KPN has announced plans to roll out FTTH in The Hague, shortly after Primevest started work on its project in the city. Similar overlap has happened in smaller Dutch towns, such as Deurne, Helmond and de Beemster. KPN's message is clear: sharing the passive network layer is not an option and potential newcomers should steer clear.
The authorities are likely watching with mixed feelings but are unlikely to get really concerned unless KPN's strategy truly scares off new entrants. This could become interesting in the event a takeover bid for KPN materialises from Brookfield, as was recently rumoured.
KPN is cooperating (or not?)
KPN's call for cooperation in The Hague and elsewhere is not really a friendly gesture to the competition. It has not gone any further than trench sharing, which lowers the costs of roll-out for both parties but does not stop network duplication. By deploying where new entrants have already announced plans, KPN is giving a double message:
- It does not want any reciprocal agreements with third parties to avoid network duplication or to share the passive network layer. Nevertheless, it has used this model already: KPN is working with parties such as Delta Rijssen Glasvezel Investeringen (Digitale Stad) of investor Dick Wessels (trading as 'Glasvezel in het buitengebied'.)
- It wants to put potential newcomers off the passive layer.
KPN Brookfield and pensionfunds FTTx
Delta Fiber EQT FTTH in cable footprint (except Zeeland) and rural areas
E-Fiber Arcus FTTH in small towns including outlying areas
What does this mean for KPN's strategy?
- The strategy conflicts with the current regulation giving third parties access to KPN's network. Why not the other way around as well? The fragmented ownership of the passive layer at KPN and the many newcomers on the fibre market is holding back network integration and efficiency. Only in time, with the inevitable takeover by KPN of these new networks, can they be integrated. It's unclear how big a (financial) problem this may be.
- This makes KPN's passive-aggressive stance understandable, but it does slow down the roll-out of fibre across all of the Netherlands. Cooperating with the new entrants, which are also targeting rural and outlying areas, would accelerate the process considerably. For a listed company like KPN though, this is not really a concern.
- The state (ministry of economic affairs and the ACM) are monitoring the situation. On the one hand, they support infrastructure competition and will welcome the newcomers. On the other hand, if KPN's strategy scares away newcomers and slows national fibre coverage, the government will be alarmed. It will need to look for ways to stimulate passive network sharing.
Patient capital
To finish, what does it mean for the operators this network duplication? In many places, it will mean three access networks: 1) Ziggo and the other cable operators, 2) KPN and 3) a newcomer.

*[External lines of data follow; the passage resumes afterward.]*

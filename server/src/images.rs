//! Decoding of base64 data-URI images submitted on the recipe write path.

use base64::Engine;

/// An image decoded from a `data:image/<ext>;base64,<payload>` string.
#[derive(Debug, Clone, PartialEq, Eq)]
pub struct DecodedImage {
    /// Stored filename, always `temp.<ext>`.
    pub file_name: String,
    pub data: Vec<u8>,
}

/// Parse a base64 data URI into raw image bytes.
///
/// Only `data:image/...` URIs are accepted; anything else is a validation
/// error with a client-facing message.
pub fn parse_data_uri(input: &str) -> Result<DecodedImage, String> {
    let rest = input
        .strip_prefix("data:image/")
        .ok_or_else(|| "Image must be a data:image/..;base64,.. URI".to_string())?;

    let (ext, payload) = rest
        .split_once(";base64,")
        .ok_or_else(|| "Image data URI is missing the base64 payload".to_string())?;

    if ext.is_empty() || !ext.chars().all(|c| c.is_ascii_alphanumeric()) {
        return Err("Unrecognized image format".to_string());
    }

    let data = base64::engine::general_purpose::STANDARD
        .decode(payload)
        .map_err(|_| "Image payload is not valid base64".to_string())?;

    if data.is_empty() {
        return Err("Image payload is empty".to_string());
    }

    Ok(DecodedImage {
        file_name: format!("temp.{}", ext.to_ascii_lowercase()),
        data,
    })
}

/// Content type for a stored image, derived from its `temp.<ext>` name.
pub fn content_type_for(file_name: &str) -> &'static str {
    match file_name.rsplit_once('.').map(|(_, ext)| ext) {
        Some("jpg") | Some("jpeg") => "image/jpeg",
        Some("png") => "image/png",
        Some("gif") => "image/gif",
        Some("webp") => "image/webp",
        Some("svg") => "image/svg+xml",
        _ => "application/octet-stream",
    }
}

#[cfg(test)]
mod tests {
    use super::*;

    #[test]
    fn test_parse_png_data_uri() {
        // "hi!" base64-encoded
        let decoded = parse_data_uri("data:image/png;base64,aGkh").unwrap();
        assert_eq!(decoded.file_name, "temp.png");
        assert_eq!(decoded.data, b"hi!");
    }

    #[test]
    fn test_extension_is_lowercased() {
        let decoded = parse_data_uri("data:image/PNG;base64,aGkh").unwrap();
        assert_eq!(decoded.file_name, "temp.png");
    }

    #[test]
    fn test_rejects_non_image_mime() {
        assert!(parse_data_uri("data:text/plain;base64,aGkh").is_err());
    }

    #[test]
    fn test_rejects_missing_prefix() {
        assert!(parse_data_uri("aGkh").is_err());
    }

    #[test]
    fn test_rejects_missing_payload_marker() {
        assert!(parse_data_uri("data:image/png,aGkh").is_err());
    }

    #[test]
    fn test_rejects_invalid_base64() {
        assert!(parse_data_uri("data:image/png;base64,!!!").is_err());
    }

    #[test]
    fn test_rejects_empty_payload() {
        assert!(parse_data_uri("data:image/png;base64,").is_err());
    }

    #[test]
    fn test_content_types() {
        assert_eq!(content_type_for("temp.jpeg"), "image/jpeg");
        assert_eq!(content_type_for("temp.jpg"), "image/jpeg");
        assert_eq!(content_type_for("temp.png"), "image/png");
        assert_eq!(content_type_for("temp"), "application/octet-stream");
    }
}
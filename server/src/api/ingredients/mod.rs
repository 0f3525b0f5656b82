pub mod get;
pub mod list;

use crate::AppState;
use axum::routing::get;
use axum::Router;
use utoipa::OpenApi;

/// Returns the router for the read-only ingredient catalog (mounted at /api/ingredients)
pub fn router() -> Router<AppState> {
    Router::new()
        .route("/", get(list::list_ingredients))
        .route("/{id}", get(get::get_ingredient))
}

#[derive(OpenApi)]
#[openapi(
    paths(list::list_ingredients, get::get_ingredient),
    components(schemas(list::IngredientsResponse, crate::models::Ingredient))
)]
pub struct ApiDoc;
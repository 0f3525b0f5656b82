use crate::api::pagination::{PageParams, PaginationMetadata};
use crate::api::users::profile::{subscription_profile, SubscriptionProfile};
use crate::api::users::subscribe::resolve_recipes_limit;
use crate::api::ErrorResponse;
use crate::auth::AuthUser;
use crate::db::DbPool;
use crate::get_conn;
use crate::models::User;
use crate::raw_sql;
use crate::schema::{subscriptions, users};
use axum::{
    extract::{Query, State},
    http::StatusCode,
    response::IntoResponse,
    Json,
};
use diesel::prelude::*;
use serde::{Deserialize, Serialize};
use std::collections::HashMap;
use std::sync::Arc;
use utoipa::{IntoParams, ToSchema};
use uuid::Uuid;

#[derive(Debug, Deserialize, IntoParams)]
pub struct SubscriptionsParams {
    /// Number of items to return (default: 20, max: 100)
    pub limit: Option<i64>,
    /// Number of items to skip (default: 0)
    pub offset: Option<i64>,
    /// Cap on the number of recipes embedded per author (max: 100)
    pub recipes_limit: Option<i64>,
}

#[derive(Debug, Clone, Serialize, ToSchema)]
pub struct SubscriptionsResponse {
    pub authors: Vec<SubscriptionProfile>,
    pub pagination: PaginationMetadata,
}

#[utoipa::path(
    get,
    path = "/api/users/subscriptions",
    tag = "users",
    params(SubscriptionsParams),
    responses(
        (status = 200, description = "Authors the requester follows, with their recipes", body = SubscriptionsResponse),
        (status = 401, description = "Unauthorized", body = ErrorResponse)
    ),
    security(
        ("bearer_auth" = [])
    )
)]
pub async fn list_subscriptions(
    AuthUser(user): AuthUser,
    State(pool): State<Arc<DbPool>>,
    Query(params): Query<SubscriptionsParams>,
) -> impl IntoResponse {
    let (limit, offset) = PageParams {
        limit: params.limit,
        offset: params.offset,
    }
    .resolve();
    let recipes_limit = resolve_recipes_limit(params.recipes_limit);

    let mut conn = get_conn!(pool);

    // Page of followed author ids, ordered by username
    let page: Vec<(Uuid, i64)> = match users::table
        .inner_join(subscriptions::table.on(subscriptions::author_id.eq(users::id)))
        .filter(subscriptions::user_id.eq(user.id))
        .order(users::username.asc())
        .select((users::id, raw_sql::count_over()))
        .limit(limit)
        .offset(offset)
        .load(&mut conn)
    {
        Ok(r) => r,
        Err(e) => {
            tracing::error!("Failed to fetch subscriptions: {}", e);
            return (
                StatusCode::INTERNAL_SERVER_ERROR,
                Json(ErrorResponse {
                    error: "Failed to fetch subscriptions".to_string(),
                }),
            )
                .into_response();
        }
    };

    let total = page.first().map(|(_, count)| *count).unwrap_or(0);
    let author_ids: Vec<Uuid> = page.iter().map(|(id, _)| *id).collect();

    let mut authors_by_id: HashMap<Uuid, User> = match users::table
        .filter(users::id.eq_any(&author_ids))
        .select(User::as_select())
        .load::<User>(&mut conn)
    {
        Ok(rows) => rows.into_iter().map(|u| (u.id, u)).collect(),
        Err(e) => {
            tracing::error!("Failed to fetch authors: {}", e);
            return (
                StatusCode::INTERNAL_SERVER_ERROR,
                Json(ErrorResponse {
                    error: "Failed to fetch subscriptions".to_string(),
                }),
            )
                .into_response();
        }
    };

    let mut authors = Vec::with_capacity(author_ids.len());
    for author_id in author_ids {
        let Some(author) = authors_by_id.remove(&author_id) else {
            continue;
        };

        match subscription_profile(&mut conn, &author, user.id, recipes_limit) {
            Ok(profile) => authors.push(profile),
            Err(e) => {
                tracing::error!("Failed to build subscription profile: {}", e);
                return (
                    StatusCode::INTERNAL_SERVER_ERROR,
                    Json(ErrorResponse {
                        error: "Failed to fetch subscriptions".to_string(),
                    }),
                )
                    .into_response();
            }
        }
    }

    (
        StatusCode::OK,
        Json(SubscriptionsResponse {
            authors,
            pagination: PaginationMetadata {
                total,
                limit,
                offset,
            },
        }),
    )
        .into_response()
}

This means any potential long-term market share shrinks to 33 percent from 50 percent. This undermines the business case for most players, with the exception perhaps of one: institutional investors (pension funds and insurers) that can be patient with their capital.
This kind of money, with a long investment horizon, can perhaps settle for a 33 percent market share. This holds at the moment for Primevest (which is working with T-Mobile as service provider and VolkerWessels Telecom as operator of the active layer), in The Hague and eventually could also be the case for KPN, if it's acquired. Brookfield and the Dutch pension funds it's thought to be working with also know how to be patient.
If such an acquisition arises, Brookfield will probably look to cooperate with the new entrants, as 50 percent is always better than 33. In such a case, it would also be doing VodafoneZiggo a favour.